Pulau Nusakambangan di Cilacap, Jawa Tengah, yang identik dengan citra ‘pulau penjara’, kini menunjukkan transformasi lingkungan yang signifikan. Dengan 13 unit pelaksana teknis Direktorat Jenderal Pemasyarakatan (UPT Ditjenpas) yang terdiri dari 12 lembaga pemasyarakatan (lapas) dan 1 badan pemasyarakatan (bapas), pulau ini menampung 4.037 warga binaan pemasyarakatan (WBP). Aktivitas mereka menghasilkan sekitar 1 ton sampah setiap hari.

Namun, dalam delapan bulan terakhir, Nusakambangan berhasil mencapai predikat zero waste. Keberhasilan ini tidak lepas dari peran Balai Latihan Kerja (BLK) Pengolahan Sampah yang beroperasi di pulau tersebut.

Transformasi Lingkungan Melalui BLK Pengolahan Sampah

Kepala Lapas Kelas IIA Kembangkuning Nusakambangan, Winarso, menjelaskan bahwa BLK ini mampu mengolah rata-rata 1 ton sampah per hari yang berasal dari seluruh lapas se-Nusakambangan. “Satu hari bisa 1 ton sampah dari lapas se-Nusakambangan yang diolah. Sebelumnya, sampah setiap UPT ditaruh di belakang lapas. Sejak adanya BLK ini, (sampah) zero waste. Sumber sampah dari 13 UPT di Nusakambangan,” ujar Winarso saat kunjungan Komisi XIII DPR RI, Rabu (11/2/2026).

Operasional BLK Pengolahan Sampah merupakan hasil kerja sama antara pihak Nusakambangan dengan PT Solusi Limbah Abadi. Program ini tidak hanya berfokus pada pengurangan sampah, tetapi juga pemberdayaan warga binaan.

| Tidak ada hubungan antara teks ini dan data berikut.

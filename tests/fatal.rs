// Copyright 2025 The Rustux Authors
//
// Use of this source code is governed by a MIT-style
// license that can be found in the LICENSE file or at
// https://opensource.org/licenses/MIT

//! Accesses that must terminate the process.
//!
//! Each test re-runs itself in a child process; the child performs the
//! fatal access and exits cleanly only if it survives.

mod common;

use std::os::unix::process::ExitStatusExt;
use std::process::{Command, Output};

const CHILD_ENV: &str = "WAMEM_FATAL_CHILD";
const MIB: usize = 1024 * 1024;

fn in_child() -> bool {
    std::env::var_os(CHILD_ENV).is_some()
}

fn run_child(test: &str) -> Output {
    Command::new(std::env::current_exe().unwrap())
        .args(["--exact", test, "--nocapture", "--test-threads=1"])
        .env(CHILD_ENV, "1")
        .output()
        .unwrap()
}

fn assert_died(output: &Output) {
    assert!(
        !output.status.success(),
        "child survived: {}",
        String::from_utf8_lossy(&output.stderr)
    );
}

#[test]
fn test_checked_access_beyond_reservation_aborts() {
    if in_child() {
        let ctx = common::ctx();
        let store = ctx.create_reserved(512 * MIB, 65536).unwrap();
        ctx.store_u8(store, 10, 42).unwrap();
        let _ = ctx.store_u8(store, 512 * MIB + 10, 1);
        std::process::exit(0);
    }

    let output = run_child("test_checked_access_beyond_reservation_aborts");
    assert_died(&output);
    assert_eq!(output.status.signal(), Some(libc::SIGABRT));
}

#[test]
fn test_native_access_outside_records_is_fatal() {
    if in_child() {
        let ctx = common::ctx();
        let ps = ctx.page_size();
        let store = ctx.create_reserved(4 * ps, ps).unwrap();
        let (base, _) = ctx.raw_parts(store).unwrap();
        ctx.release(store).unwrap();
        unsafe { base.write_volatile(1) };
        std::process::exit(0);
    }

    let output = run_child("test_native_access_outside_records_is_fatal");
    assert_died(&output);
    let stderr = String::from_utf8_lossy(&output.stderr);
    assert!(stderr.contains("unclassified fault"), "{}", stderr);
}

#[test]
fn test_native_access_past_reservation_is_fatal() {
    if in_child() {
        let ctx = common::ctx();
        let ps = ctx.page_size();
        // The newer reservation usually lands right below the older one.
        let older = ctx.create_reserved(4 * ps, 4 * ps).unwrap();
        let newer = ctx.create_reserved(4 * ps, ps).unwrap();
        let (base, _) = ctx.raw_parts(newer).unwrap();
        unsafe { base.add(4 * ps + 10).write_volatile(0x77) };
        eprintln!("survived, older[10] = {:#x}", ctx.load_u8(older, 10).unwrap());
        std::process::exit(0);
    }

    let output = run_child("test_native_access_past_reservation_is_fatal");
    assert_died(&output);
    let stderr = String::from_utf8_lossy(&output.stderr);
    assert!(stderr.contains("unclassified fault"), "{}", stderr);
}

#[test]
fn test_native_tail_access_is_fatal() {
    if in_child() {
        let ctx = common::ctx();
        let ps = ctx.page_size();
        let store = ctx.create_reserved(4 * ps, ps).unwrap();
        let (base, _) = ctx.raw_parts(store).unwrap();
        unsafe { base.add(2 * ps).write_volatile(1) };
        std::process::exit(0);
    }

    let output = run_child("test_native_tail_access_is_fatal");
    assert_died(&output);
    let stderr = String::from_utf8_lossy(&output.stderr);
    assert!(stderr.contains("out-of-bounds access"), "{}", stderr);
}

#[test]
fn test_native_write_to_read_only_mapping_is_fatal() {
    if in_child() {
        let ctx = common::ctx();
        let ps = ctx.page_size();
        let file = common::scratch(&[1, 2, 3, 4]);
        let store = ctx.create_reserved(2 * ps, 2 * ps).unwrap();
        ctx.map_file(store, file.path(), ps, 4, false).unwrap();
        let (base, _) = ctx.raw_parts(store).unwrap();
        unsafe { base.add(ps).write_volatile(9) };
        std::process::exit(0);
    }

    let output = run_child("test_native_write_to_read_only_mapping_is_fatal");
    assert_died(&output);
    let stderr = String::from_utf8_lossy(&output.stderr);
    assert!(stderr.contains("read-only mapping"), "{}", stderr);
}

Pelatihan Warga Binaan dan Pemanfaatan Hasil Olahan

Para narapidana dilatih secara intensif untuk mengolah berbagai jenis sampah, mulai dari sisa makanan, sampah dapur, sampah organik, hingga sampah nonmedis yang dihasilkan dari aktivitas harian warga binaan dan petugas. Winarso menekankan bahwa metode pembakaran yang digunakan dengan sarana yang tersedia terbukti efektif mengurangi jumlah sampah secara drastis.

Advertisement

“Sampah domestik tersebut diolah dengan metode pembakaran hingga habis menggunakan sarana yang tersedia sehingga sampah berkurang secara signifikan dan tidak menumpuk di lingkungan lapas,” jelas Winarso.

Lebih lanjut, Winarso menambahkan bahwa hasil akhir dari proses pengolahan, yaitu abu pembakaran, tidak dibuang begitu saja. Abu tersebut dimanfaatkan kembali sebagai bahan urukan di area tertentu dan sebagai campuran pupuk. Pupuk yang dihasilkan kemudian digunakan untuk mendukung kegiatan pertanian dan program ketahanan pangan di lingkungan Nusakambangan.

Inisiatif Pengelolaan Lingkungan Terpadu

Kegiatan pengolahan sampah di Nusakambangan secara resmi dimulai pada bulan Juni 2025. Inisiatif ini merupakan bagian integral dari upaya pengelolaan lingkungan dan penanganan sampah terpadu yang diterapkan di seluruh wilayah lapas Nusakambangan, menunjukkan komitmen nyata terhadap keberlanjutan lingkungan.